Gee’s interpretation of subject matter is unique, inventive and illustrates his command of expression in form, color and language. In his images, he explores a wide range of themes and subjects, including playful musicians, surreal vistas, mystical dreams and fantastic visions. He borrows from his heritage as an African American as well as a Native American, incorporating historical images, symbols, and numerology into his artwork. At the same time, Gee's paintings are figurative, abstract and narrative, expressing through the use of uninhibited color the artist's views of contemporary society. When asked how he learned about art Gee replied, "I didn't. I still haven't learned. You just do it." The Milwaukee Journal Sentinel described Gee's work as "tribal art-derived from Pop Culture and art magazines."
In recent years, Gee has participated in dozens of shows including Soul of Black Folk and the Chicago Black Art Expo. Gee is influenced by Pablo Picasso, Willem De Kooning, Francis Bacon, Jean Michel Basquiat and David Salle.

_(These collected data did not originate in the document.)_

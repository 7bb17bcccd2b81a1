//! Opening the `SQLite` document database.
//!
//! Opening always applies the embedded migrations, so a fresh file and one
//! left by an older build end up with the same schema.

use std::str::FromStr;

use sqlx::SqlitePool;
use sqlx::migrate::Migrator;
use sqlx::sqlite::{SqliteConnectOptions, SqlitePoolOptions, SqliteSynchronous};

use crate::document_store::SqliteScheduleStore;
use crate::error::StorageError;

static MIGRATOR: Migrator = sqlx::migrate!("./migrations");

/// Pooled connection limit.
const MAX_CONNECTIONS: u32 = 4;

/// An open, migrated `SQLite` database.
pub struct Database {
    pool: SqlitePool,
}

impl Database {
    /// Open the database at `url` (`sqlite:belfry.db`, `sqlite::memory:`, …),
    /// creating the file if it does not exist yet.
    ///
    /// Every commit is synced to disk before it returns, so a document
    /// written just before a power cut is still there on reboot.
    ///
    /// # Errors
    ///
    /// Returns [`StorageError`] if the URL is invalid, the connection fails
    /// or a migration cannot be applied.
    pub async fn open(url: &str) -> Result<Self, StorageError> {
        let options = SqliteConnectOptions::from_str(url)?
            .create_if_missing(true)
            .synchronous(SqliteSynchronous::Full);
        let pool = SqlitePoolOptions::new()
            .max_connections(MAX_CONNECTIONS)
            .connect_with(options)
            .await?;

        MIGRATOR.run(&pool).await?;
        tracing::debug!(url, migrations = MIGRATOR.iter().count(), "database ready");

        Ok(Self { pool })
    }

    #[must_use]
    pub fn pool(&self) -> &SqlitePool {
        &self.pool
    }

    /// Schedule store sharing this pool.
    #[must_use]
    pub fn schedule_store(&self) -> SqliteScheduleStore {
        SqliteScheduleStore::new(self.pool.clone())
    }
}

Exhibitions David Barnett Gallery, Milwaukee, Wisconsin, 2005 Smithsonian Institute, Washington D.C., 2002 National Black Fine Art Show, New York, New York, 1999 Outsider Art Fair, New York, New York, 1996 - 1999 David Barnett Gallery, Milwaukee, Wisconsin, 1999 Baltimore Folk & Visionary Art Show, Baltimore, Maryland, 1998 Folk Art Fest, Atlanta, Georgia, 1996 - 1998 Union Gallery, University of Wisconsin, Milwaukee, Wisconsin 1996 Liz Blackman Gallery, Los Angeles, California, 1995 Milwaukee Public Museum, Milwaukee, Wisconsin, 1993 Marquette University Haggerty Museum, Milwaukee, Wisconsin, 1992 Cudahy Gallery of Wisconsin Art, Milwaukee Art Museum, 1990
"In the Spring of 1964, I was born to hard working parents of Nigritic and (Blackfoot and Cherokee) Indian descent in Milwaukee, Wisconsin. The youngest of three, I began drawing around the age of four. My sister and brother were artistically inclined, so any real hesitation for me to go forth in the visual aspect was pretty minimal. During school years I found it an adventure to entertain comrades and instructor by conjuring images with pencil, including a notebook comic strip call Lunkhead. My late teens were near dormant, but turning twenty-one, I felt a renewed urgency to become serious about art as a possible vehicle. Searching through magazines and books that featured visual arts convinced me to go ahead and use whatever weapon it was I'd been dabbling with for so long. To get satisfied with a portfolio of strong work I felt could match the stuff in the art texts took about thirty months, and it was more fun than, work, exploring options and influences. At an outdoor arts festival in 1986, I got a chance to show a few pieces. It felt nice. Later on, a particular man at a studio shot a set of slides of my work and gave me two extra sets, no charge. Galleries and museums followed and I discovered again that people are grateful to see colorful images reflecting life, or fictional scenes done with taste; I being one of those people. The thrust to "do" art comes from every direction in my case, be it curiosity, pleasure-seek, boredom, anger, desperation, all emotions put to use. My being here, blessed with an ability to make someone think, giggle, or at least smile, is genuine reward...or priceless fuel."